O halde mahkemece, teknik bilirkişilerin düzenlediği kroki de eklenip DSİ’ye müzekkere yazılarak dava konusu yerdeki kanal çalışmalarının yapıldığı tarihin sorulması, 935,94 m2 yüzölçümlü taşınmazın mevcut hali ile kamu emlakına dönüştüğü göz önünde tutularak, kanalın yapıldığı tarihe kadar kazanma koşullarının davacı yararına oluştuğunun belirlenmesi halinde tapuya kayıt ve tesciline değil, mülkiyetin davacıya ait olduğunun tesbitine karar verilmesinin düşünülmesi gerekir. Bundan ayrı, taşınmazın çevresinde bulunan ve Hazine adına 4753 sayılı Kanuna göre belirtmesi yapılıp Hazine adına tescil edilen 163, 170, 171, 172, 174 sayılı taşınmazlara ilişkin belirtme tutanaklarındaki açıklamalardan kaçak ve yitik kişilerden kalan yerlerden oldukları açıklanmıştır.
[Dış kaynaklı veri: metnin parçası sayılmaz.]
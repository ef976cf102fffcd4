// SPDX-FileCopyrightText: 2026 Octogram Contributors
// SPDX-License-Identifier: MIT OR Apache-2.0

//! Post-deserialization validation for configuration values.
//!
//! The required startup secrets (bot token, OAuth client credentials,
//! webhook secret, callback domain) are checked here so the process fails
//! fast with every missing value listed, instead of failing at first use.

use crate::diagnostic::ConfigError;
use crate::model::{OctogramConfig, StorageBackend};

/// Validate a deserialized configuration for semantic correctness.
///
/// Returns `Ok(())` if all validations pass, or `Err(Vec<ConfigError>)` with
/// all collected validation errors (does not fail fast on the first one).
pub fn validate_config(config: &OctogramConfig) -> Result<(), Vec<ConfigError>> {
    let mut errors = Vec::new();

    let required = [
        (
            "telegram.bot_token",
            config.telegram.bot_token.as_deref(),
        ),
        ("github.client_id", config.github.client_id.as_deref()),
        (
            "github.client_secret",
            config.github.client_secret.as_deref(),
        ),
        (
            "github.webhook_secret",
            config.github.webhook_secret.as_deref(),
        ),
        (
            "github.callback_domain",
            config.github.callback_domain.as_deref(),
        ),
    ];
    for (key, value) in required {
        match value {
            None => errors.push(ConfigError::MissingKey {
                key: key.to_string(),
            }),
            Some(v) if v.trim().is_empty() => errors.push(ConfigError::Validation {
                message: format!("{key} must not be empty"),
            }),
            Some(_) => {}
        }
    }

    // The callback domain is a bare host: the scheme and /callback path are
    // added when the redirect_uri is built.
    if let Some(domain) = config.github.callback_domain.as_deref()
        && (domain.contains("://") || domain.contains('/'))
    {
        errors.push(ConfigError::Validation {
            message: format!(
                "github.callback_domain `{domain}` must be a bare hostname without scheme or path"
            ),
        });
    }

    for (key, value) in [
        ("github.api_base", &config.github.api_base),
        ("github.oauth_base", &config.github.oauth_base),
    ] {
        if !value.starts_with("http://") && !value.starts_with("https://") {
            errors.push(ConfigError::Validation {
                message: format!("{key} `{value}` must be an http(s) URL"),
            });
        }
    }

    if config.storage.backend == StorageBackend::Sqlite
        && config.storage.database_path.trim().is_empty()
    {
        errors.push(ConfigError::Validation {
            message: "storage.database_path must not be empty".to_string(),
        });
    }

    if config.gateway.host.trim().is_empty() {
        errors.push(ConfigError::Validation {
            message: "gateway.host must not be empty".to_string(),
        });
    }

    if errors.is_empty() { Ok(()) } else { Err(errors) }
}
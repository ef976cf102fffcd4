// SPDX-FileCopyrightText: 2026 Octogram Contributors
// SPDX-License-Identifier: MIT OR Apache-2.0

//! In-memory implementation of the CredentialStore trait.
//!
//! Tokens live only as long as the process. Useful for tests and for
//! running the bot without a writable filesystem.

use async_trait::async_trait;
use dashmap::DashMap;

use octogram_core::{ChatUserId, CredentialStore, OctogramError};

/// Process-local credential store backed by a concurrent map.
#[derive(Default)]
pub struct MemoryCredentialStore {
    tokens: DashMap<String, String>,
}

impl MemoryCredentialStore {
    pub fn new() -> Self {
        Self::default()
    }
}

#[async_trait]
impl CredentialStore for MemoryCredentialStore {
    async fn put(&self, id: &ChatUserId, access_token: &str) -> Result<(), OctogramError> {
        self.tokens
            .insert(id.to_string(), access_token.to_string());
        Ok(())
    }

    async fn get(&self, id: &ChatUserId) -> Result<Option<String>, OctogramError> {
        Ok(self.tokens.get(id.as_str()).map(|v| v.clone()))
    }
}
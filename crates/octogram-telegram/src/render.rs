// SPDX-FileCopyrightText: 2026 Octogram Contributors
// SPDX-License-Identifier: MIT OR Apache-2.0

//! Rendering engine replies into Telegram markup.

use teloxide::types::{InlineKeyboardButton, InlineKeyboardMarkup};

/// Build an inline keyboard with one button per row.
///
/// Account logins and repository names vary in length; a single column
/// keeps the labels readable.
pub fn choices_keyboard(options: &[(String, String)]) -> InlineKeyboardMarkup {
    InlineKeyboardMarkup::new(
        options
            .iter()
            .map(|(label, data)| vec![InlineKeyboardButton::callback(label.clone(), data.clone())]),
    )
}

#[cfg(test)]
mod tests {
    use super::*;
    use teloxide::types::InlineKeyboardButtonKind;

    #[test]
    fn one_button_per_row() {
        let options = vec![
            ("alice (user)".to_string(), "alice:user".to_string()),
            ("acme (org)".to_string(), "acme:org".to_string()),
        ];
        let keyboard = choices_keyboard(&options);

        assert_eq!(keyboard.inline_keyboard.len(), 2);
        for row in &keyboard.inline_keyboard {
            assert_eq!(row.len(), 1);
        }

        let first = &keyboard.inline_keyboard[0][0];
        assert_eq!(first.text, "alice (user)");
        assert_eq!(
            first.kind,
            InlineKeyboardButtonKind::CallbackData("alice:user".to_string())
        );
    }

    #[test]
    fn empty_options_build_an_empty_keyboard() {
        let keyboard = choices_keyboard(&[]);
        assert!(keyboard.inline_keyboard.is_empty());
    }
}
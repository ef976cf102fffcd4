// SPDX-FileCopyrightText: 2026 Octogram Contributors
// SPDX-License-Identifier: MIT OR Apache-2.0

//! GitHub integration for the Octogram bot.
//!
//! Two surfaces: [`GithubClient`], the REST client behind the
//! `octogram_core::GithubApi` trait, and [`OauthFlow`], which handles the
//! OAuth web application handshake that turns a Telegram user into a
//! stored access token.

pub mod client;
pub mod oauth;

pub use client::GithubClient;
pub use oauth::OauthFlow;
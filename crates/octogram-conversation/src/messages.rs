// SPDX-FileCopyrightText: 2026 Octogram Contributors
// SPDX-License-Identifier: MIT OR Apache-2.0

//! User-facing message texts, collected in one place so the wording stays
//! consistent across handlers and tests.

pub const FETCH_ACCOUNTS_FAILED: &str = "Failed to fetch organizations or user info from GitHub. \
     Please check your token or login again with /login command.";

pub const CHOOSE_ACCOUNT: &str = "Choose an organization or your user account:";

pub const NO_REPOS: &str = "No repositories found for this account.";

pub const FETCH_REPOS_FAILED: &str =
    "Failed to fetch repositories for this account. Please try again or /cancel.";

pub const CHOOSE_PROJECT: &str = "Choose a project to create an issue:";

pub const ASK_DESCRIPTION: &str = "Please provide the issue description:";

pub const CREATE_FAILED: &str =
    "Failed to create issue. Please check your GitHub token and repository permissions.";

pub const ACCOUNT_MISSING: &str = "Account selection missing. Please /start again.";

pub const CANCELED: &str = "Operation canceled.";

pub const NO_SESSION: &str = "Nothing in progress. Send /start to begin creating an issue.";

pub const STORE_UNAVAILABLE: &str =
    "Temporary storage problem. Please try again in a moment.";

pub fn selected_project(repo: &str) -> String {
    format!("Selected project: {repo}.\nPlease provide the issue title:")
}

pub fn issue_created(html_url: &str) -> String {
    format!("Issue created successfully! View it here: {html_url}")
}
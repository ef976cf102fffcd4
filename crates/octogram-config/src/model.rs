// SPDX-FileCopyrightText: 2026 Octogram Contributors
// SPDX-License-Identifier: MIT OR Apache-2.0

//! Configuration model structs for the Octogram bot.
//!
//! All structs use `#[serde(deny_unknown_fields)]` to reject unrecognized
//! config keys at startup, providing actionable error messages.

use serde::{Deserialize, Serialize};

/// Top-level Octogram configuration.
///
/// Loaded from TOML files following XDG hierarchy, with environment variable
/// overrides. Defaults are compiled in; the secrets under `[telegram]` and
/// `[github]` have no defaults and are validated as required at startup.
#[derive(Debug, Clone, Default, Deserialize, Serialize)]
#[serde(deny_unknown_fields)]
pub struct OctogramConfig {
    /// Process identity and logging settings.
    #[serde(default)]
    pub agent: AgentConfig,

    /// Telegram bot settings.
    #[serde(default)]
    pub telegram: TelegramConfig,

    /// GitHub OAuth app and API settings.
    #[serde(default)]
    pub github: GithubConfig,

    /// Credential store settings.
    #[serde(default)]
    pub storage: StorageConfig,

    /// HTTP front door settings.
    #[serde(default)]
    pub gateway: GatewayConfig,
}

/// Process identity and logging configuration.
#[derive(Debug, Clone, Deserialize, Serialize)]
#[serde(deny_unknown_fields)]
pub struct AgentConfig {
    /// Display name of the bot process.
    #[serde(default = "default_agent_name")]
    pub name: String,

    /// Logging level (trace, debug, info, warn, error).
    #[serde(default = "default_log_level")]
    pub log_level: String,
}

impl Default for AgentConfig {
    fn default() -> Self {
        Self {
            name: default_agent_name(),
            log_level: default_log_level(),
        }
    }
}

fn default_agent_name() -> String {
    "octogram".to_string()
}

fn default_log_level() -> String {
    "info".to_string()
}

/// Telegram bot configuration.
#[derive(Debug, Clone, Default, Deserialize, Serialize)]
#[serde(deny_unknown_fields)]
pub struct TelegramConfig {
    /// Telegram Bot API token. Required at startup.
    #[serde(default)]
    pub bot_token: Option<String>,
}

/// GitHub OAuth app and API configuration.
#[derive(Clone, Deserialize, Serialize)]
#[serde(deny_unknown_fields)]
pub struct GithubConfig {
    /// OAuth app client id. Required at startup.
    #[serde(default)]
    pub client_id: Option<String>,

    /// OAuth app client secret. Required at startup; never logged.
    #[serde(default)]
    pub client_secret: Option<String>,

    /// Shared secret for webhook signature verification. Required at startup.
    #[serde(default)]
    pub webhook_secret: Option<String>,

    /// Externally reachable domain hosting the OAuth callback, without
    /// scheme or path (e.g. `bot.example.com`). Required at startup.
    #[serde(default)]
    pub callback_domain: Option<String>,

    /// Base URL of the GitHub REST API. Overridable for tests.
    #[serde(default = "default_api_base")]
    pub api_base: String,

    /// Base URL of github.com, used for the OAuth authorize and token
    /// endpoints. Overridable for tests.
    #[serde(default = "default_oauth_base")]
    pub oauth_base: String,
}

impl Default for GithubConfig {
    fn default() -> Self {
        Self {
            client_id: None,
            client_secret: None,
            webhook_secret: None,
            callback_domain: None,
            api_base: default_api_base(),
            oauth_base: default_oauth_base(),
        }
    }
}

impl GithubConfig {
    /// The fixed `redirect_uri` registered with the OAuth app.
    pub fn callback_url(&self) -> Option<String> {
        self.callback_domain
            .as_deref()
            .map(|domain| format!("https://{domain}/callback"))
    }
}

impl std::fmt::Debug for GithubConfig {
    fn fmt(&self, f: &mut std::fmt::Formatter<'_>) -> std::fmt::Result {
        f.debug_struct("GithubConfig")
            .field("client_id", &self.client_id)
            .field(
                "client_secret",
                &self.client_secret.as_ref().map(|_| "[redacted]"),
            )
            .field(
                "webhook_secret",
                &self.webhook_secret.as_ref().map(|_| "[redacted]"),
            )
            .field("callback_domain", &self.callback_domain)
            .field("api_base", &self.api_base)
            .field("oauth_base", &self.oauth_base)
            .finish()
    }
}

fn default_api_base() -> String {
    "https://api.github.com".to_string()
}

fn default_oauth_base() -> String {
    "https://github.com".to_string()
}

/// Which credential store backend to run.
#[derive(Debug, Clone, Copy, Default, PartialEq, Eq, Deserialize, Serialize)]
#[serde(rename_all = "lowercase")]
pub enum StorageBackend {
    /// WAL-mode SQLite file (the default).
    #[default]
    Sqlite,
    /// Process-local map; credentials are lost on restart.
    Memory,
}

/// Credential store configuration.
#[derive(Debug, Clone, Deserialize, Serialize)]
#[serde(deny_unknown_fields)]
pub struct StorageConfig {
    /// Backend selection; callers of the store never see which is active.
    #[serde(default)]
    pub backend: StorageBackend,

    /// Path to the SQLite database file (ignored by the memory backend).
    #[serde(default = "default_database_path")]
    pub database_path: String,
}

impl Default for StorageConfig {
    fn default() -> Self {
        Self {
            backend: StorageBackend::default(),
            database_path: default_database_path(),
        }
    }
}

fn default_database_path() -> String {
    dirs::data_dir()
        .map(|p| p.join("octogram").join("octogram.db"))
        .unwrap_or_else(|| std::path::PathBuf::from("octogram.db"))
        .to_string_lossy()
        .into_owned()
}

/// HTTP front door configuration.
#[derive(Debug, Clone, Deserialize, Serialize)]
#[serde(deny_unknown_fields)]
pub struct GatewayConfig {
    /// Address to bind the listener to.
    #[serde(default = "default_gateway_host")]
    pub host: String,

    /// Port to bind.
    #[serde(default = "default_gateway_port")]
    pub port: u16,
}

impl Default for GatewayConfig {
    fn default() -> Self {
        Self {
            host: default_gateway_host(),
            port: default_gateway_port(),
        }
    }
}

fn default_gateway_host() -> String {
    "0.0.0.0".to_string()
}

fn default_gateway_port() -> u16 {
    8080
}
Bu bakımdan tescile konu taşınmaz bölümlerinin de kaçak ve yitik kişilerden kalan yerlerden olup olmadığının, dağıtıma tabi tutulup tutulmadığının araştırılarak belirlenmesi, dava konusu taşınmazların nitelik itibariyle kazanılmaya elverişli yerlerden bulunup bulunmadığının duraksamaya yer vermeyecek biçimde saptanması, 5403 sayılı Kanunla Değişik 3402 sayılı Kadastro Kanununun 14/2. fıkrası gereğince taşınmazın kuru ya da sulu nitelikteki yerlerden olup olmadığının belirlenmesi, taşınmazın ortasından geçen DSİ kanalından yararlanma olanağı bulunup bulunmadığının, yerel imkanlarla sulama imkanının da nazara alınarak bu konuda uzman bilirkişi ziraat mühendisinden gerekçeli rapor alınması, aynı şekilde durumun yeniden DSİ ilgili Bölge Müdürlüğü ile İl Özel Müdürlüğünden sorulup belirlenmesi, ondan sonra toplanacak tüm deliller birlikte değerlendirilerek hasıl olacak sonuca göre bir karar verilmesi gerekirken eksik inceleme ve araştırma ile yazılı şekilde hüküm kurulmuş olması usul ve yasaya aykırıdır.
Davalılar Hazine temsilcisi ile DSİ Genel Müdürlüğü vekilinin temyiz itirazlarının kabulü ile usul ve yasaya aykırı bulunan hükmün yukarıda açıklanan nedenlerle ve HUMK.nun 428. maddesi hükmü uyarınca BOZULMASINA, 28.06.2010 tarihinde oybirliğiyle karar verildi.